> Provided entries
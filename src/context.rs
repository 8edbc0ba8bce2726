//! Per-test-case scenario context.
//!
//! The context is created fresh for every test case and passed by ownership
//! through the setup and teardown chain: each step receives the context,
//! mutates it, and hands it back. Nothing here is shared or locked; steps
//! within one case run strictly sequentially.

use std::{collections::HashMap, sync::Arc};

use serde_json::Value;

use crate::app::{Application, Instance, Outcome};

/// How the method under test is bound to its model.
#[derive(Clone, Copy, Debug, PartialEq, Eq)]
pub enum MethodKind {
    /// Class-level method.
    Static,
    /// Instance-level method.
    Instance,
}

/// Metadata about the method a scenario group exercises.
#[derive(Clone, Debug, PartialEq, Eq)]
pub struct MethodUnderTest {
    name: String,
    kind: MethodKind,
}

impl MethodUnderTest {
    /// Metadata for a class-level method.
    pub fn static_method(name: impl Into<String>) -> Self {
        Self {
            name: name.into(),
            kind: MethodKind::Static,
        }
    }

    /// Metadata for an instance-level method.
    pub fn instance_method(name: impl Into<String>) -> Self {
        Self {
            name: name.into(),
            kind: MethodKind::Instance,
        }
    }

    /// The method name.
    #[must_use]
    pub fn name(&self) -> &str { &self.name }

    /// The binding kind.
    #[must_use]
    pub fn kind(&self) -> MethodKind { self.kind }

    /// Whether the method is class-level.
    #[must_use]
    pub fn is_static(&self) -> bool { self.kind == MethodKind::Static }

    /// Whether the method is instance-level.
    #[must_use]
    pub fn is_instance(&self) -> bool { self.kind == MethodKind::Instance }
}

/// Mutable state shared by the setup steps, checks, and teardown steps of
/// one test case.
pub struct ScenarioContext {
    app: Arc<dyn Application>,
    args: Vec<Value>,
    data: Option<Value>,
    outcome: Outcome,
    logged_in_token: Option<Arc<dyn Instance>>,
    method: Option<MethodUnderTest>,
    denied_status: Option<u16>,
    fixtures: HashMap<String, Arc<dyn Instance>>,
}

impl ScenarioContext {
    /// Create an empty context bound to the application under test.
    #[must_use]
    pub fn new(app: Arc<dyn Application>) -> Self {
        Self {
            app,
            args: Vec::new(),
            data: None,
            outcome: Outcome::default(),
            logged_in_token: None,
            method: None,
            denied_status: None,
            fixtures: HashMap::new(),
        }
    }

    /// Handle to the system under test.
    #[must_use]
    pub fn app(&self) -> &Arc<dyn Application> { &self.app }

    /// The invocation argument list.
    #[must_use]
    pub fn args(&self) -> &[Value] { &self.args }

    /// Replace the invocation argument list.
    pub fn set_args(&mut self, args: Vec<Value>) { self.args = args; }

    /// Ambient payload merged into every simulated call.
    #[must_use]
    pub fn data(&self) -> Option<&Value> { self.data.as_ref() }

    /// Replace the ambient payload.
    pub fn set_data(&mut self, data: Value) { self.data = Some(data); }

    /// Outcome captured by the last simulated call.
    #[must_use]
    pub fn outcome(&self) -> &Outcome { &self.outcome }

    /// Store the outcome of a simulated call.
    pub fn set_outcome(&mut self, outcome: Outcome) { self.outcome = outcome; }

    /// The captured dispatch error, if any.
    #[must_use]
    pub fn err(&self) -> Option<&crate::app::DispatchError> { self.outcome.err() }

    /// The captured dispatch result, if any.
    #[must_use]
    pub fn result(&self) -> Option<&Value> { self.outcome.result() }

    /// Token of the currently logged-in user, if any.
    #[must_use]
    pub fn logged_in_token(&self) -> Option<&Arc<dyn Instance>> { self.logged_in_token.as_ref() }

    /// Store the logged-in user's token.
    pub fn set_logged_in_token(&mut self, token: Arc<dyn Instance>) {
        self.logged_in_token = Some(token);
    }

    /// Clear and return the logged-in token.
    pub fn take_logged_in_token(&mut self) -> Option<Arc<dyn Instance>> {
        self.logged_in_token.take()
    }

    /// Metadata about the method under test, if bound.
    #[must_use]
    pub fn method(&self) -> Option<&MethodUnderTest> { self.method.as_ref() }

    /// Bind the method under test.
    pub fn set_method(&mut self, method: MethodUnderTest) { self.method = Some(method); }

    /// Per-test override for the expected denied status code.
    #[must_use]
    pub fn denied_status(&self) -> Option<u16> { self.denied_status }

    /// Set the per-test denied status override.
    pub fn set_denied_status(&mut self, status: u16) { self.denied_status = Some(status); }

    /// Fixture stored under `key`, if any.
    #[must_use]
    pub fn fixture(&self, key: &str) -> Option<&Arc<dyn Instance>> { self.fixtures.get(key) }

    /// Store a fixture under `key`, replacing any previous occupant.
    pub fn insert_fixture(&mut self, key: impl Into<String>, instance: Arc<dyn Instance>) {
        self.fixtures.insert(key.into(), instance);
    }

    /// Clear and return the fixture stored under `key`.
    pub fn take_fixture(&mut self, key: &str) -> Option<Arc<dyn Instance>> {
        self.fixtures.remove(key)
    }
}
//! Local request simulation: call shapes, payload merging, and dispatch.
//!
//! A [`Call`] names the target of a simulated request either as a fixed
//! URI-like identifier or as a deferred factory over the scenario context,
//! resolved exactly once when the setup step executes. The effective
//! payload shallow-merges the context's ambient data with the call's data,
//! override-wins, ignoring absent or null sources.

use std::sync::Arc;

use serde_json::{Map, Value};

use crate::{
    app::{SimulatedRequest, TokenRef},
    context::ScenarioContext,
    scenario::{Scenario, StepFuture},
};

/// Label used for groups whose URI is produced by a factory and therefore
/// unknown at registration time.
const DYNAMIC_LABEL: &str = "<dynamic>";

/// Resolved target of a simulated call: the URI and, optionally, payload
/// data that overrides the call-level data.
pub struct Target {
    uri: String,
    data: Option<Value>,
}

impl Target {
    /// Target the given URI.
    #[must_use]
    pub fn new(uri: impl Into<String>) -> Self {
        Self {
            uri: uri.into(),
            data: None,
        }
    }

    /// Carry payload data along with the URI.
    #[must_use]
    pub fn with_data(mut self, data: Value) -> Self {
        self.data = Some(data);
        self
    }
}

type UriFactory = Arc<dyn Fn(&ScenarioContext) -> Target + Send + Sync>;
type DataFactory = Arc<dyn Fn(&ScenarioContext) -> Value + Send + Sync>;

#[derive(Clone)]
enum UriSpec {
    Fixed(String),
    Factory(UriFactory),
}

#[derive(Clone)]
enum DataSpec {
    Fixed(Value),
    Factory(DataFactory),
}

/// Explicit call shape for [`Scenario::when_called_locally`] and the
/// `when_called_*` combinators.
///
/// Plain strings convert directly; data is attached with
/// [`with_data`](Call::with_data) or computed lazily with
/// [`with_data_from`](Call::with_data_from).
pub struct Call {
    uri: UriSpec,
    data: Option<DataSpec>,
}

impl Call {
    /// Call a fixed URI.
    #[must_use]
    pub fn to(uri: impl Into<String>) -> Self {
        Self {
            uri: UriSpec::Fixed(uri.into()),
            data: None,
        }
    }

    /// Call a target resolved from the context at setup time.
    ///
    /// The factory is invoked exactly once per case execution; a payload it
    /// carries overrides the call-level data.
    #[must_use]
    pub fn dynamic<F>(factory: F) -> Self
    where
        F: Fn(&ScenarioContext) -> Target + Send + Sync + 'static,
    {
        Self {
            uri: UriSpec::Factory(Arc::new(factory)),
            data: None,
        }
    }

    /// Attach fixed payload data.
    #[must_use]
    pub fn with_data(mut self, data: Value) -> Self {
        self.data = Some(DataSpec::Fixed(data));
        self
    }

    /// Attach payload data resolved from the context at setup time.
    #[must_use]
    pub fn with_data_from<F>(mut self, factory: F) -> Self
    where
        F: Fn(&ScenarioContext) -> Value + Send + Sync + 'static,
    {
        self.data = Some(DataSpec::Factory(Arc::new(factory)));
        self
    }

    fn label(&self) -> &str {
        match &self.uri {
            UriSpec::Fixed(uri) => uri,
            UriSpec::Factory(_) => DYNAMIC_LABEL,
        }
    }
}

impl From<&str> for Call {
    fn from(uri: &str) -> Self { Call::to(uri) }
}

impl From<String> for Call {
    fn from(uri: String) -> Self { Call::to(uri) }
}

impl From<Target> for Call {
    fn from(target: Target) -> Self {
        let call = Call::to(target.uri);
        match target.data {
            Some(data) => call.with_data(data),
            None => call,
        }
    }
}

/// Shallow-merge the ambient context data with the call's explicit data.
///
/// Override-wins; absent and null sources are ignored; non-object explicit
/// data replaces the ambient value wholesale; `{}` when both are absent.
fn merge_payload(ambient: Option<&Value>, explicit: Option<&Value>) -> Value {
    let ambient = ambient.filter(|value| !value.is_null());
    let explicit = explicit.filter(|value| !value.is_null());
    match (ambient, explicit) {
        (None, None) => Value::Object(Map::new()),
        (Some(value), None) | (None, Some(value)) => value.clone(),
        (Some(Value::Object(ambient)), Some(Value::Object(explicit))) => {
            let mut merged = ambient.clone();
            for (key, value) in explicit {
                merged.insert(key.clone(), value.clone());
            }
            Value::Object(merged)
        }
        (_, Some(explicit)) => explicit.clone(),
    }
}

async fn simulate(cx: &mut ScenarioContext, uri: UriSpec, data: Option<DataSpec>) {
    let (uri, target_data) = match uri {
        UriSpec::Fixed(uri) => (uri, None),
        UriSpec::Factory(factory) => {
            let target = factory(cx);
            (target.uri, target.data)
        }
    };
    let explicit = match target_data {
        Some(value) => Some(value),
        None => data.map(|spec| match spec {
            DataSpec::Fixed(value) => value,
            DataSpec::Factory(factory) => factory(cx),
        }),
    };
    let payload = merge_payload(cx.data(), explicit.as_ref());

    let mut request = SimulatedRequest::new(uri, payload);
    if let Some(token) = cx.logged_in_token() {
        request = request.with_token(TokenRef::new(token.id()));
    }

    let app = Arc::clone(cx.app());
    let outcome = app.dispatch(request).await;
    cx.set_outcome(outcome);
}

impl Scenario {
    /// Group simulating an in-process call against the application's
    /// pipeline.
    ///
    /// The setup step resolves the call, dispatches it, and captures the
    /// outcome into the context. A dispatch error never fails the step; it
    /// is data for the checks `body` registers.
    pub fn when_called_locally(&mut self, call: impl Into<Call>, body: impl FnOnce(&mut Scenario)) {
        let call = call.into();
        let label = format!("handle {}", call.label());
        self.group(label, move |s| {
            let Call { uri, data } = call;
            s.setup(move |mut cx: ScenarioContext| -> StepFuture {
                let uri = uri.clone();
                let data = data.clone();
                Box::pin(async move {
                    simulate(&mut cx, uri, data).await;
                    (cx, Ok(()))
                })
            });
            body(s);
        });
    }
}
//! End-to-end access-control suites combining fixtures, simulated calls,
//! and outcome assertions.

use std::sync::Arc;

use rigging::{
    ANONYMOUS_TOKEN_ID, CheckFailure, ScenarioSuite,
    harness::{AccessRule, TestApp},
};
use serde_json::json;

fn credentials() -> serde_json::Value {
    json!({ "email": "alice@example.com", "password": "wonderland" })
}

#[tokio::test]
async fn anonymous_caller_reaches_an_open_route() {
    let app = TestApp::builder()
        .route("things.list", AccessRule::Open)
        .build();
    let suite = ScenarioSuite::new(Arc::clone(&app) as Arc<dyn rigging::Application>, "listing", |s| {
        s.when_called_anonymously("things.list", |s| {
            s.should_be_allowed();
        });
    });

    suite.run().await.assert_success();

    // The anonymous token fixture existed for the case and was torn down.
    assert_eq!(
        app.destroyed(),
        vec![format!("accessToken:{ANONYMOUS_TOKEN_ID}")]
    );
}

#[tokio::test]
async fn logged_in_caller_is_rejected_by_a_denied_route() {
    let app = TestApp::builder()
        .route("things.remove", AccessRule::Denied(401))
        .build();
    let suite = ScenarioSuite::new(Arc::clone(&app) as Arc<dyn rigging::Application>, "removal", |s| {
        s.when_called_by_user(credentials(), "things.remove", |s| {
            s.should_be_denied();
            s.case("the captured error carries the status", |cx| {
                let err = cx
                    .err()
                    .ok_or_else(|| CheckFailure::new("no captured error"))?;
                if err.status_code() == 401 {
                    Ok(())
                } else {
                    Err(CheckFailure::new(format!(
                        "unexpected status {}",
                        err.status_code()
                    )))
                }
            });
        });
    });

    let report = suite.run().await;
    assert_eq!(report.executed(), 2);
    report.assert_success();
}

#[tokio::test]
async fn broken_fixture_setup_aborts_before_any_dispatch() {
    let app = TestApp::builder()
        .model_without_create("gadget")
        .route("gadgets.list", AccessRule::Open)
        .build();
    let suite = ScenarioSuite::new(Arc::clone(&app) as Arc<dyn rigging::Application>, "broken", |s| {
        s.given_model("gadget");
        s.when_called_locally("gadgets.list", |s| {
            s.should_be_allowed();
        });
    });

    let report = suite.run().await;
    assert!(!report.is_success());
    assert_eq!(app.dispatch_count(), 0);
}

> Work instruction
Start at the first line of the material. Reproduce every line exactly, ending with the line that holds "pub enum MethodKind".

> Task result
filename src/context.rs
repository 8edbc0ba8bce2726
//! Per-test-case scenario context.
//!
//! The context is created fresh for every test case and passed by ownership
//! through the setup and teardown chain: each step receives the context,
//! mutates it, and hands it back. Nothing here is shared or locked; steps
//! within one case run strictly sequentially.

use std::{collections::HashMap, sync::Arc};

use serde_json::Value;

use crate::app::{Application, Instance, Outcome};

/// How the method under test is bound to its model.
#[derive(Clone, Copy, Debug, PartialEq, Eq)]
pub enum MethodKind {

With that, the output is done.